TDM 10100: Project 6 — Fall 2023

Motivation: We want to have fun and get used to the function tapply

Make sure to read about, and use the template found here, and the important information about projects submissions here.

Dataset(s)

The following questions will use the following dataset(s):

  • /anvil/projects/tdm/data/olympics/athlete_events.csv

  • /anvil/projects/tdm/data/death_records/DeathRecords.csv

Questions

Question 1 (1.5 pts)

(We do not need the tapply function for Question 1)

For this question, please read the dataset

/anvil/projects/tdm/data/olympics/athlete_events.csv

into a data frame called myDF as follows:

myDF <- read.csv("/anvil/projects/tdm/data/olympics/athlete_events.csv", stringsAsFactors=TRUE)
  1. Use the table function to list all Games with occurrences in this data frame

  2. Use the table function to list all countries participating in the Olympics during the year 1980. (The output should exclude all countries that did not have any athletes in 1980.)

  3. Use the subset function to create a new data frame containing data related to athletes that attended the Olympics more than one time.

(Use the original data frame myDF as a starting point for each of these three questions.
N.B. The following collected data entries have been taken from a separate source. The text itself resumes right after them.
/// Builds the environment overlay for a process, giving inline `env.vars` precedence over
/// entries loaded from `env.file`.
fn collect_env(
    env: Option<&EnvConfig>,
    base: &Path,
    process: &str,
) -> Result<BTreeMap<String, String>, SupervisorError> {
    let mut resolved = BTreeMap::new();
    let Some(env_config) = env else {
        return Ok(resolved);
    };

    if let Some(file_path) = env_config.path(base) {
        let content = fs::read_to_string(&file_path).map_err(|err| {
            SupervisorError::invalid(
                process,
                format!("cannot read env file {}: {err}", file_path.display()),
            )
        })?;

        for raw_line in content.lines() {
            let line = raw_line.trim();
            if line.is_empty() || line.starts_with('#') {
                continue;
            }

            if let Some((key, value)) = line.split_once('=') {
                let key = key.trim().to_string();
                let mut value = value.trim();
                if value.len() >= 2
                    && ((value.starts_with('"') && value.ends_with('"'))
                        || (value.starts_with('\'') && value.ends_with('\'')))
                {
                    value = &value[1..value.len() - 1];
                }
                resolved.insert(key, value.to_string());
            } else {
                warn!("Ignoring malformed line in env file for '{process}': {line}");
            }
        }
    }

    if let Some(vars) = &env_config.vars {
        for (key, value) in vars {
            resolved.insert(key.clone(), value.clone());
        }
    }

    Ok(resolved)
}

fn build_probe(
    name: &str,
    raw: Option<RawReadiness>,
    defaults: &Defaults,
    base: &Path,
) -> Result<ProbeConfig, SupervisorError> {
    let raw = raw.unwrap_or_default();
    let method_name = raw.method.as_deref().unwrap_or("liveness");

    let target = |what: &str| {
        raw.target.clone().ok_or_else(|| {
            SupervisorError::invalid(
                name,
                format!("readiness method '{method_name}' requires a target ({what})"),
            )
        })
    };

    let method = match method_name {
        "liveness" => ProbeMethod::Liveness,
        "file" => ProbeMethod::File(resolve_path(base, &target("path")?)),
        "tcp" => ProbeMethod::Tcp(target("host:port")?),
        "http" => ProbeMethod::Http(target("url")?),
        "command" => ProbeMethod::Command(target("shell command")?),
        "custom" => ProbeMethod::Custom(target("registered probe name")?),
        other => {
            return Err(SupervisorError::invalid(
                name,
                format!("unknown readiness method '{other}'"),
            ));
        }
    };

    Ok(ProbeConfig {
        method,
        interval: resolve_opt(&raw.interval, name, "readiness.interval")?
            .unwrap_or(defaults.probe_interval),
        timeout: resolve_opt(&raw.timeout, name, "readiness.timeout")?
            .unwrap_or(defaults.probe_timeout),
        failure_threshold: raw.failure_threshold.unwrap_or(defaults.failure_threshold),
        kill_after: raw.kill_after,
    })
}

fn build_restart(name: &str, raw: Option<RawRestart>) -> Result<RestartPolicy, SupervisorError> {
    let defaults = RestartPolicy::default();
    let Some(raw) = raw else {
        return Ok(defaults);
    };

    let max_failures = match raw.max_failures {
        None => defaults.max_failures,
        Some(MaxFailures::Count(count)) => Some(count),
        Some(MaxFailures::Keyword(keyword)) if keyword == "unlimited" => None,
        Some(MaxFailures::Keyword(keyword)) => {
            return Err(SupervisorError::invalid(
                name,
                format!("max_failures must be a number or 'unlimited', got '{keyword}'"),
            ));
        }
    };

    let backoff = match raw.backoff {
        None => defaults.backoff,
        Some(RawBackoff::Fixed(delay)) => Backoff::Fixed(delay.resolve(name, "backoff")?),
        Some(RawBackoff::Schedule(delays)) => Backoff::Schedule(
            delays
                .iter()
                .map(|delay| delay.resolve(name, "backoff"))
                .collect::<Result<_, _>>()?,
        ),
        Some(RawBackoff::Exponential {
            initial,
            max,
            multiplier,
        }) => Backoff::Exponential {
            initial: initial.resolve(name, "backoff.initial")?,
            max: max.resolve(name, "backoff.max")?,
            multiplier: multiplier.unwrap_or(2),
        },
    };

    Ok(RestartPolicy {
        mode: raw.mode.unwrap_or(defaults.mode),
        max_failures,
        backoff,
        reset_after: resolve_opt(&raw.reset_after, name, "reset_after")?
            .unwrap_or(defaults.reset_after),
    })
}

/// Parses YAML `content`; relative paths resolve against `base`.
pub fn parse_config(content: &str, base: &Path) -> Result<SupervisorConfig, SupervisorError> {
    let expanded = expand_env_vars(content)?;
    let raw: RawConfig = serde_yaml::from_str(&expanded)?;

    let defaults = Defaults {
        probe_interval: resolve_opt(&raw.supervisor.probe_interval, "supervisor", "probe_interval")?
            .unwrap_or(DEFAULT_PROBE_INTERVAL),
        probe_timeout: resolve_opt(&raw.supervisor.probe_timeout, "supervisor", "probe_timeout")?
            .unwrap_or(DEFAULT_PROBE_TIMEOUT),
        failure_threshold: raw
            .supervisor
            .failure_threshold
            .unwrap_or(DEFAULT_FAILURE_THRESHOLD),
        stop_grace_period: resolve_opt(
            &raw.supervisor.stop_grace_period,
            "supervisor",
            "stop_grace_period",
        )?
        .unwrap_or(DEFAULT_STOP_GRACE_PERIOD),
    };

    let settings = SupervisorSettings {
        teardown_timeout: resolve_opt(
            &raw.supervisor.teardown_timeout,
            "supervisor",
            "teardown_timeout",
        )?
        .unwrap_or(DEFAULT_TEARDOWN_TIMEOUT),
        status_file: raw
            .supervisor
            .status_file
            .as_deref()
            .map(|file| resolve_path(base, file)),
    };

    let mut processes = Vec::with_capacity(raw.processes.len());
    for (name, process) in raw.processes {
        let env = collect_env(process.env.as_ref(), base, &name)?;
        let working_dir = process
            .working_dir
            .as_deref()
            .map(|dir| resolve_path(base, dir))
            .unwrap_or_else(|| base.to_path_buf());

        let descriptor = if process.args.is_empty() {
            ProcessDescriptor::shell(name.clone(), process.command)
        } else {
            ProcessDescriptor::new(name.clone(), process.command).with_args(process.args)
        };

        let mut descriptor = descriptor
            .with_working_dir(working_dir)
            .depends_on(process.depends_on)
            .with_probe(build_probe(&name, process.readiness, &defaults, base)?)
            .with_restart(build_restart(&name, process.restart)?)
            .with_stop_grace_period(
                resolve_opt(&process.stop_grace_period, &name, "stop_grace_period")?
                    .unwrap_or(defaults.stop_grace_period),
            );
        descriptor.env = env;
        descriptor.validate()?;
        processes.push(descriptor);
    }

    Ok(SupervisorConfig {
        settings,
        processes,
    })
}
Problems 1a and 1b and 1c are independent of each other. For instance, when you solve question 1c, do not restrict yourself to the year 1980.)

For question 1c, use duplicated to identify duplicated elements, for example:

vec <- c(3, 2, 6, 5, 1, 1, 1, 6, 5, 6, 4, 3)
duplicated(vec)
FALSE FALSE FALSE FALSE FALSE  TRUE  TRUE  TRUE  TRUE  TRUE FALSE  TRUE

Question 2 (1.5 pts)

Use the tapply command to solve each of these questions:

  1. What is the average age of the participants from each country?

  2. What is Maximum Height by Sport? For your output on this question, please sort the Maximum Heights in decreasing order, and display the first 5 values.

Question 3 (1 pt)

For this question, save the data from the data set

/anvil/projects/tdm/data/death_records/DeathRecords.csv

into a new data frame called myDF as follows:

myDF <- read.csv("/anvil/projects/tdm/data/death_records/DeathRecords.csv", stringsAsFactors = TRUE)

It might be helpful to get an overview of the structure of the data frame, by using the str() function:

str(myDF)
  1. How many observations (i.e., rows) are given in this dataframe?

  2. Change the column MonthOfDeath from numbers to months

  3. How many people died (altogether) during each month? For instance, group together all of the deaths in January, all of the months in February, etc., so that you can display the total numbers from January to December in a total of 12 output values.

You may factorize the month names with a specified level order:

month_order <- c("January", "February", "March", "April", "May", "June", "July", "August", "September", "October", "November", "December")
myDF$MonthOfDeath <- factor(myDF$MonthOfDeath)
levels(myDF$MonthOfDeath) <- month_order

Question 4 (2 pts)

  1. For each race, what is the average age at the time of death? Use the race column, which has integer values, and sort your outputs into descending order.

  2. Now considering only data for females: for each race, what is the average age at the time of death? Now considering only data for males, we can ask the same question: for each race, what is the average age at the time of death?

If you want to see the list of race values from the CDC for this data, you can look at page 15 of this pdf file:

If you want to (this is optional!) you can use the method we used in question 3B to convert integer values into the string values that describe each race. This is not required but you are welcome to do this, if you want to.

Question 5 (2 pts)

  1. Using the data set about the Olympic athletes, create a graph or plot that you find interesting. Write 1-2 sentences about something you found interesting about the data set; explain what you noticed in the dataset.

  2. Using the data set about the death records, create a graph or plot that you find interesting. Write 1-2 sentences about something you found interesting about the data set; explain what you noticed in the dataset.

Project 06 Assignment Checklist

  • Jupyter Lab notebook with your code and comments for the assignment

    • firstname-lastname-project06.ipynb.

  • R code and comments for the assignment

    • firstname-lastname-project06.R.

  • Submit files through Gradescope

Please make sure to double check that your submission is complete, and contains all of your code and output before submitting. If you are on a spotty internet connection, it is recommended to download your submission after submitting it to make sure what you think you submitted, was what you actually submitted.

In addition, please review our submission guidelines before submitting your project.